A few weeks ago now, Jonathan and I made 10 gallons of applesauce - yes, you read that right, 10 GALLONS! We ultimately canned 42 jars of sauce and 12 of stewed apples. The stewed apples were originally canned but the lids didn't seal properly - bugger. They are now stored in quart-sized freezer bags, resting on the top shelf of our new (to us) 16 cu. ft. freezer.

Jonathan's Grandmother lent us a copy of her book, Applesauce. In its final pages, it details her canning method.

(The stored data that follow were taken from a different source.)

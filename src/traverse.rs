use tracing::{debug, trace};

use crate::assign::Env;
use crate::cell::{indirect, Cell, FormValue, Mapping, Record};
use crate::deferred::{Deferred, Location, RouteStep};
use crate::error::{bad_index, out_of_bounds, unknown_field, unknown_type, ErrorCode, FormError};
use crate::path::{Brackets, PathTokens, Segment};
use crate::resolve::{resolve, Resolution};

/// Per-path context carried through traversal.
struct Walk<'p> {
    path: &'p str,
    raw: &'p [String],
    per_value: bool,
    field: &'p str,
}

/// Where a single traversal step leaves the cursor.
enum Step<'c> {
    Into(Cell<'c>),
    /// The rest of the path was handled (or skipped) already.
    Done,
}

/// State of one decode call: shared configuration plus pending mapping entries.
pub(crate) struct Session<'d> {
    env: Env<'d>,
    pending: Deferred,
}

impl<'d> Session<'d> {
    pub(crate) fn new(env: Env<'d>) -> Self {
        Self {
            env,
            pending: Deferred::default(),
        }
    }

    /// Walk `path` from `root` and assign `raw` at its end.
    pub(crate) fn decode_path(
        &mut self,
        root: &mut dyn FormValue,
        path: &str,
        raw: &[String],
    ) -> Result<(), FormError> {
        let mut tokens = PathTokens::new(path);
        let mut walk = Walk {
            path,
            raw,
            per_value: tokens.per_value(),
            field: "",
        };
        self.walk(root.cell(), &mut tokens, Location::root(), &mut walk)
            .map_err(|err| err.locate(walk.field, path))
    }

    /// Insert every pending mapping entry into `root`.
    pub(crate) fn finish(self, root: &mut dyn FormValue) -> Result<(), FormError> {
        let env = self.env;
        self.pending
            .materialize(root, |cell, raw| env.assign(cell, raw, false))
    }

    fn walk<'p>(
        &mut self,
        cell: Cell<'_>,
        tokens: &mut PathTokens<'p>,
        mut at: Location,
        walk: &mut Walk<'p>,
    ) -> Result<(), FormError> {
        let mut cell = indirect(cell);
        loop {
            let brackets = if matches!(cell, Cell::Mapping(_)) {
                Brackets::Balanced
            } else {
                Brackets::FirstClose
            };
            let Some(segment) = tokens.next_segment(brackets)? else {
                return self.env.assign(cell, walk.raw, walk.per_value);
            };

            let step = match segment {
                Segment::Index("") => Step::Into(cell),
                Segment::Field(name) => {
                    walk.field = name;
                    match cell {
                        Cell::Record(record) => self.enter_field(record, name, &mut at)?,
                        Cell::Mapping(mapping) => self.enter_key(mapping, name, tokens, &mut at, walk)?,
                        other => {
                            return Err(FormError::new(
                                ErrorCode::UnknownField,
                                format!("cannot select field `{name}` on a {}", other.kind()),
                            ))
                        }
                    }
                }
                Segment::Index(text) => match cell {
                    Cell::Array(array) => {
                        let index = parse_index(text)?;
                        let element = array.element_mut(index).ok_or_else(out_of_bounds)?;
                        at.push(RouteStep::Index(index));
                        Step::Into(element.cell())
                    }
                    Cell::Sequence(seq) => {
                        let index = parse_index(text)?;
                        let len = index.checked_add(1).ok_or_else(|| bad_index(text))?;
                        if len > seq.len() {
                            self.env.options.check_len(len)?;
                            trace!(from = seq.len(), to = len, "growing sequence");
                            seq.grow(len);
                        }
                        let element = seq.element_mut(index).ok_or_else(out_of_bounds)?;
                        at.push(RouteStep::Index(index));
                        Step::Into(element.cell())
                    }
                    Cell::Mapping(mapping) => self.enter_key(mapping, text, tokens, &mut at, walk)?,
                    Cell::Record(_) => return Err(unexpected_index("record").skippable()),
                    other => return Err(unexpected_index(other.kind())),
                },
            };

            cell = match step {
                Step::Into(next) => indirect(next),
                Step::Done => return Ok(()),
            };
        }
    }

    /// Resolve `name` on `record` and step into the field, through embedded records.
    fn enter_field<'c>(
        &self,
        record: &'c mut dyn Record,
        name: &str,
        at: &mut Location,
    ) -> Result<Step<'c>, FormError> {
        let route = match resolve(record.fields(), name, &self.env.options.tag_name) {
            Resolution::Found(route) => route,
            Resolution::Skip => {
                debug!(field = name, "field is ignored");
                return Ok(Step::Done);
            }
            Resolution::Missing => return Err(unknown_field(name)),
        };

        let mut current = record;
        let (&last, embedded) = route.split_last().ok_or_else(|| unknown_field(name))?;
        for &index in embedded {
            at.push(RouteStep::Field(index));
            let field = current.field_mut(index).ok_or_else(|| unknown_field(name))?;
            current = match indirect(field.cell()) {
                Cell::Record(inner) => inner,
                other => return Err(unknown_type(other.kind())),
            };
        }
        at.push(RouteStep::Field(last));
        let field = current.field_mut(last).ok_or_else(|| unknown_field(name))?;
        Ok(Step::Into(field.cell()))
    }

    /// Step into the entry `key` of `mapping`.
    ///
    /// `String` keys are inserted right away. Other keys get a pending entry, and the rest of
    /// the path is walked inside its value here.
    fn enter_key<'c, 'p>(
        &mut self,
        mapping: &'c mut dyn Mapping,
        key: &str,
        tokens: &mut PathTokens<'p>,
        at: &mut Location,
        walk: &mut Walk<'p>,
    ) -> Result<Step<'c>, FormError> {
        let mapping = match mapping.text_entry(key) {
            Ok(value) => {
                at.push(RouteStep::Key(key.to_owned()));
                return Ok(Step::Into(value.cell()));
            }
            Err(mapping) => mapping,
        };

        let id = self.pending.enter(at, key, mapping, walk.field, walk.path);
        let (mut value, inside) = self.pending.checkout(id);
        let result = self.walk((*value).cell(), tokens, inside, walk);
        self.pending.restore(id, value);
        result.map(|()| Step::Done)
    }
}

fn parse_index(text: &str) -> Result<usize, FormError> {
    text.parse::<usize>().map_err(|_| bad_index(text))
}

#[cold]
fn unexpected_index(kind: &str) -> FormError {
    FormError::new(
        ErrorCode::ArrayIndex,
        format!("has an array index but it is a {kind}"),
    )
}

Applesauce is one of those foods that reminds me of elementary school. My mom used to buy those convenient 24-packs of Mott's applesauce. I vividly recall sitting in the cafeteria during lunchtime using the foil lid as a makeshift spoon to shovel sauce into my mouth. I can still feel the impression of the plastic at the corners of my lips, as I licked the cup clean.

Applesauce was a convenience food, a grab-and-go. Growing up, it seemed to me that there wasn't anything particularly special about it. I assumed that apples were just apples, thus the same applied to applesauce. The only variation being the size of the container and/or occasional additives, like cinnamon.

One of my earliest visits with Jonathan's family involved processing applesauce. It was intriguing to witness their excitement for apples and applesauce making. I was hardly halfway in the door when I was handed a paring knife and instructed to remove the bottoms, and stems from the mound of freshly washed apples. As the sauce came together, his family could hardly wait to dive into the steaming bucket of freshly strained sauce, which was on the menu for lunch that day.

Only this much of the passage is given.